Parfois, ce qui est réalisable politiquement (le renforcement, par exemple) l'emporte sur ce qui est réellement nécessaire (la réforme, par exemple) en raison de la résistance politique d'intérêts constitués. Quelquefois, sous l'effet des pressions exercées par les bailleurs de fonds, les organisations d'assistance technique et des groupes d'intérêts internes, les programmes de transfert de la gestion sont mis en oeuvre dans des milieux qui ne sont pas encore mûrs pour les adopter, comme ceux où sévissent une grave pauvreté ou des conflits sociaux.

Après que les planificateurs auront déterminé que le transfert de la gestion est nécessaire et politiquement réalisable, ils devront évaluer si elle représente une solution pratique. La présence des facteurs mentionnés ci-dessous sont probablement nécessaires pour assurer sa réalisation:

· capacité d'établir ou de modifier des organisations locales pour qu'elles prennent en charge la gestion;

· libéralisation et ouverture sur l'extérieur de l'économique politique;

· législation et services de soutien en faveur des fournisseurs locaux du service de l'eau;

· droits d'usage de l'eau clairement énoncés (notamment pour des environnements soumis à une forte concurrence et où l'eau est rare);

· absence d'une forte opposition au TGI manifestée par les administrations et les élites locales;

· une agriculture irriguée ayant des coûts modestes et une haute rentabilité;

· une infrastructure d'irrigation adaptée à une gestion appliquée par des organisations d'agriculteurs ou d'autres fournisseurs de services non gouvernementaux.

Les planificateurs doivent déterminer si la situation sociale et institutionnelle existante se prête à l'établissement d'organisations locales viables en mesure de fournir les services de l'eau. Ensuite, ils devront déterminer la portée et la force de la résistance locale éventuelle au TGI. Cet aspect devrait être évalué par rapport au niveau d'engagement politique des décideurs vis-à-vis du TGI. Ces derniers pourraient lancer une campagne visant à mobiliser l'appui nécessaire ou entreprendre des exercices pilotes pour déterminer la possibilité de réaliser le transfert au niveau du terrain.
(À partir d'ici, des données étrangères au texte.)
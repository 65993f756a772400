//! Core domain + application logic for the Koro number-desk bot.
//!
//! This crate is intentionally framework-agnostic. Telegram / Twilio live
//! behind ports (traits) implemented in adapter crates.

pub mod callback;
pub mod config;
pub mod dispatch;
pub mod domain;
pub mod errors;
pub mod formatting;
pub mod logging;
pub mod messaging;
pub mod phone;
pub mod provisioning;
pub mod state;

pub use errors::{Error, Result};
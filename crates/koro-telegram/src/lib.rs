//! Telegram adapter (teloxide).
//!
//! This crate implements the `koro-core` MessagingPort over the Telegram
//! Bot API.

use async_trait::async_trait;

use teloxide::{
    prelude::*,
    types::{InlineKeyboardButton, InlineKeyboardMarkup, KeyboardButton, KeyboardMarkup,
        ParseMode},
};

use tokio::time::sleep;

pub mod handlers;
pub mod router;

use koro_core::{
    domain::{ChatId, MessageId, MessageRef},
    errors::Error,
    formatting::code,
    messaging::{
        port::MessagingPort,
        types::{InlineKeyboard, MenuKeyboard, MessagingCapabilities},
    },
    Result,
};

#[derive(Clone)]
pub struct TelegramMessenger {
    bot: Bot,
}

impl TelegramMessenger {
    pub fn new(bot: Bot) -> Self {
        Self { bot }
    }

    pub fn bot(&self) -> Bot {
        self.bot.clone()
    }

    fn tg_chat(chat_id: ChatId) -> teloxide::types::ChatId {
        teloxide::types::ChatId(chat_id.0)
    }

    fn tg_msg_id(message_id: MessageId) -> teloxide::types::MessageId {
        teloxide::types::MessageId(message_id.0)
    }

    fn map_err(e: teloxide::RequestError) -> Error {
        Error::Transport(format!("telegram error: {e}"))
    }

    fn inline_markup(keyboard: InlineKeyboard) -> InlineKeyboardMarkup {
        let rows: Vec<Vec<InlineKeyboardButton>> = keyboard
            .buttons
            .into_iter()
            .map(|b| vec![InlineKeyboardButton::callback(b.label, b.callback_data)])
            .collect();
        InlineKeyboardMarkup::new(rows)
    }

    async fn with_retry<T, Fut>(&self, mut op: impl FnMut() -> Fut) -> Result<T>
    where
        Fut: std::future::IntoFuture<Output = std::result::Result<T, teloxide::RequestError>>,
        Fut::IntoFuture: Send,
    {
        const MAX_RETRIES: usize = 1;
        let mut attempts = 0usize;
        loop {
            match op().await {
                Ok(v) => return Ok(v),
                Err(e) => match e {
                    teloxide::RequestError::RetryAfter(d) if attempts < MAX_RETRIES => {
                        attempts += 1;
                        sleep(d).await;
                        continue;
                    }
                    other => return Err(Self::map_err(other)),
                },
            }
        }
    }
}

#[async_trait]
impl MessagingPort for TelegramMessenger {
    fn capabilities(&self) -> MessagingCapabilities {
        MessagingCapabilities {
            supports_html: true,
            supports_edit: true,
            supports_inline_keyboards: true,
            supports_menu_keyboards: true,
            max_message_len: 4096,
        }
    }

    async fn send_text(&self, chat_id: ChatId, text: &str) -> Result<MessageRef> {
        let msg = self
            .with_retry(|| {
                self.bot
                    .send_message(Self::tg_chat(chat_id), text.to_string())
            })
            .await?;

        Ok(MessageRef {
            chat_id,
            message_id: MessageId(msg.id.0),
        })
    }

    async fn send_code(&self, chat_id: ChatId, text: &str) -> Result<MessageRef> {
        let html = code(text);
        let msg = self
            .with_retry(|| {
                self.bot
                    .send_message(Self::tg_chat(chat_id), html.clone())
                    .parse_mode(ParseMode::Html)
            })
            .await?;

        Ok(MessageRef {
            chat_id,
            message_id: MessageId(msg.id.0),
        })
    }

    async fn edit_text(&self, msg: MessageRef, text: &str) -> Result<()> {
        self.with_retry(|| {
            self.bot.edit_message_text(
                Self::tg_chat(msg.chat_id),
                Self::tg_msg_id(msg.message_id),
                text.to_string(),
            )
        })
        .await?;
        Ok(())
    }

    async fn delete_message(&self, msg: MessageRef) -> Result<()> {
        self.with_retry(|| {
            self.bot
                .delete_message(Self::tg_chat(msg.chat_id), Self::tg_msg_id(msg.message_id))
        })
        .await?;
        Ok(())
    }

    async fn send_inline_keyboard(
        &self,
        chat_id: ChatId,
        text: &str,
        keyboard: InlineKeyboard,
    ) -> Result<MessageRef> {
        let markup = Self::inline_markup(keyboard);

        let msg = self
            .with_retry(|| {
                self.bot
                    .send_message(Self::tg_chat(chat_id), text.to_string())
                    .reply_markup(markup.clone())
            })
            .await?;

        Ok(MessageRef {
            chat_id,
            message_id: MessageId(msg.id.0),
        })
    }

    async fn send_code_with_keyboard(
        &self,
        chat_id: ChatId,
        text: &str,
        keyboard: InlineKeyboard,
    ) -> Result<MessageRef> {
        let markup = Self::inline_markup(keyboard);
        let html = code(text);

        let msg = self
            .with_retry(|| {
                self.bot
                    .send_message(Self::tg_chat(chat_id), html.clone())
                    .parse_mode(ParseMode::Html)
                    .reply_markup(markup.clone())
            })
            .await?;

        Ok(MessageRef {
            chat_id,
            message_id: MessageId(msg.id.0),
        })
    }

    async fn send_menu(
        &self,
        chat_id: ChatId,
        text: &str,
        menu: MenuKeyboard,
    ) -> Result<MessageRef> {
        let rows: Vec<Vec<KeyboardButton>> = menu
            .rows
            .into_iter()
            .map(|row| row.into_iter().map(KeyboardButton::new).collect())
            .collect();
        let markup = KeyboardMarkup::new(rows).resize_keyboard(true);

        let msg = self
            .with_retry(|| {
                self.bot
                    .send_message(Self::tg_chat(chat_id), text.to_string())
                    .reply_markup(markup.clone())
            })
            .await?;

        Ok(MessageRef {
            chat_id,
            message_id: MessageId(msg.id.0),
        })
    }

    async fn answer_callback(
        &self,
        callback_id: &str,
        text: Option<&str>,
        show_alert: bool,
    ) -> Result<()> {
        self.with_retry(|| {
            let mut req = self.bot.answer_callback_query(callback_id.to_string());
            if let Some(t) = text {
                req = req.text(t.to_string());
            }
            if show_alert {
                req = req.show_alert(true);
            }
            req
        })
        .await?;
        Ok(())
    }
}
Les diagnostics ruraux rapides, les séances de brainstorming et les débats avec les représentants des parties intéressées feront partie intégrante de l'évaluation du bien-fondé de la politique de TGI.
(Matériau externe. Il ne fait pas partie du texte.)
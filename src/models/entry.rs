use serde::{Deserialize, Serialize};
use std::fmt;
use time::OffsetDateTime;

/// Opaque, immutable identifier of an entry.
#[derive(Debug, Clone, PartialEq, Eq, PartialOrd, Ord, Hash, Serialize, Deserialize)]
#[serde(transparent)]
pub struct EntryId(String);

impl EntryId {
    pub fn new(id: impl Into<String>) -> Self {
        Self(id.into())
    }

    pub fn as_str(&self) -> &str {
        &self.0
    }
}

impl fmt::Display for EntryId {
    fn fmt(&self, f: &mut fmt::Formatter<'_>) -> fmt::Result {
        f.write_str(&self.0)
    }
}

impl From<&str> for EntryId {
    fn from(value: &str) -> Self {
        Self(value.to_string())
    }
}

impl From<String> for EntryId {
    fn from(value: String) -> Self {
        Self(value)
    }
}

impl AsRef<str> for EntryId {
    fn as_ref(&self) -> &str {
        &self.0
    }
}

/// Milliseconds since the Unix epoch.
#[derive(
    Debug, Clone, Copy, Default, PartialEq, Eq, PartialOrd, Ord, Hash, Serialize, Deserialize,
)]
#[serde(transparent)]
pub struct Timestamp(pub i64);

impl Timestamp {
    pub fn now() -> Self {
        let nanos = OffsetDateTime::now_utc().unix_timestamp_nanos();
        Self((nanos / 1_000_000) as i64)
    }

    pub fn as_millis(&self) -> i64 {
        self.0
    }

    pub fn to_datetime(&self) -> Option<OffsetDateTime> {
        OffsetDateTime::from_unix_timestamp_nanos(i128::from(self.0) * 1_000_000).ok()
    }
}

/// Payload carried only by file entries.
#[derive(Debug, Clone, PartialEq, Eq)]
pub struct FileData {
    pub content: Vec<u8>,
    pub size: u64,
    pub mime_type: String,
}

impl FileData {
    pub fn new(content: Vec<u8>, mime_type: impl Into<String>) -> Self {
        let size = content.len() as u64;
        Self {
            content,
            size,
            mime_type: mime_type.into(),
        }
    }
}

#[derive(Debug, Clone, PartialEq, Eq)]
pub enum EntryKind {
    Folder,
    File(FileData),
}

impl EntryKind {
    pub fn entry_type(&self) -> EntryType {
        match self {
            EntryKind::Folder => EntryType::Folder,
            EntryKind::File(_) => EntryType::File,
        }
    }

    pub fn as_str(&self) -> &'static str {
        self.entry_type().as_str()
    }
}

/// Payload-free discriminator of [`EntryKind`], used for the type index.
#[derive(Debug, Clone, Copy, PartialEq, Eq, PartialOrd, Ord, Hash)]
pub enum EntryType {
    Folder,
    File,
}

impl EntryType {
    pub fn as_str(&self) -> &'static str {
        match self {
            EntryType::Folder => "folder",
            EntryType::File => "file",
        }
    }
}

/// A node of the virtual tree, either a folder or a file.
#[derive(Debug, Clone, PartialEq, Eq)]
pub struct Entry {
    pub id: EntryId,
    pub name: String,
    pub kind: EntryKind,
    pub parent_id: Option<EntryId>,
    pub created_at: Timestamp,
    pub modified_at: Timestamp,
}

impl Entry {
    pub fn folder(id: EntryId, name: impl Into<String>, parent_id: Option<EntryId>) -> Self {
        Self::with_kind(id, name, parent_id, EntryKind::Folder)
    }

    pub fn file(
        id: EntryId,
        name: impl Into<String>,
        parent_id: Option<EntryId>,
        data: FileData,
    ) -> Self {
        Self::with_kind(id, name, parent_id, EntryKind::File(data))
    }

    fn with_kind(
        id: EntryId,
        name: impl Into<String>,
        parent_id: Option<EntryId>,
        kind: EntryKind,
    ) -> Self {
        let now = Timestamp::now();
        Self {
            id,
            name: name.into(),
            kind,
            parent_id,
            created_at: now,
            modified_at: now,
        }
    }

    pub fn entry_type(&self) -> EntryType {
        self.kind.entry_type()
    }

    pub fn is_folder(&self) -> bool {
        matches!(self.kind, EntryKind::Folder)
    }

    pub fn file_data(&self) -> Option<&FileData> {
        match &self.kind {
            EntryKind::File(data) => Some(data),
            EntryKind::Folder => None,
        }
    }

    pub fn size(&self) -> u64 {
        self.file_data().map(|data| data.size).unwrap_or(0)
    }

    /// Refreshes `modified_at`, never moving it backwards.
    pub fn touch(&mut self) {
        self.modified_at = Timestamp::now().max(self.modified_at);
    }
}

#[cfg(test)]
mod tests {
    use super::*;

    #[test]
    fn file_data_records_payload_length() {
        let data = FileData::new(b"%PDF-1.7".to_vec(), "application/pdf");
        assert_eq!(data.size, 8);
    }

    #[test]
    fn folders_carry_no_file_payload() {
        let folder = Entry::folder("folder-a".into(), "A", None);
        assert!(folder.is_folder());
        assert!(folder.file_data().is_none());
        assert_eq!(folder.size(), 0);
    }

    #[test]
    fn touch_never_moves_backwards() {
        let mut entry = Entry::folder("folder-a".into(), "A", None);
        let future = Timestamp(entry.modified_at.as_millis() + 60_000);
        entry.modified_at = future;
        entry.touch();
        assert_eq!(entry.modified_at, future);
    }
}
En bref, pour décider si un pays devrait ou non adopter une politique de transfert de la gestion de l'irrigation il faudra répondre affirmativement aux questions suivantes:

· Le TGI est-il nécessaire pour corriger les défauts de performance actuels de la gestion ?
· La mise en oeuvre du TGI est-elle réalisable ?
· Existe-t-il un engagement politique suffisamment fort en faveur du TGI ?

Résultats de l'étape 1: la définition de la politique de transfert

Le résultat principal de l'étape 1 est la définition de la politique de TGI. Les mesures suivantes pourront être nécessaires pour la préparer:

· analyse des défauts de performance, des changements nécessaires et de la possibilité de mettre en oeuvre le TGI;

· identification de nouveaux objectifs et leur justification;

· analyse des modes et de la capacité de participation des parties intéressées;

· identification des services et des fonctions à transférer;

· identification des changements à apporter aux organismes publics, aux politiques et à la législation;

· réunion de ces composantes en une définition de la politique du TGI.

Une telle définition devrait normalement comprendre les éléments suivants:
· objectifs et justification de la politique de TGI;

· existence d'une politique et d'une base juridique pour le TGI proposé;

· brève description des types de périmètres ou de secteurs d'irrigation qui seront transférés;

· brève description des fonctions de la gestion qui devront être transférées;

· brève description des nouvelles entités qui prendront en charge la gestion;

· brève description des modifications à apporter aux organismes publics pour réaliser le TGI;

· identification de l'organisation qui dirigera la mise en oeuvre;

· aperçu du calendrier et du mode de financement proposés.

Chacun des points susmentionnés ne devra fournir qu'un bref résumé de ce que le gouvernement entend réaliser à l'avenir. Les détails feront partie des étapes de la planification et de la mise en oeuvre du programme qui suivront.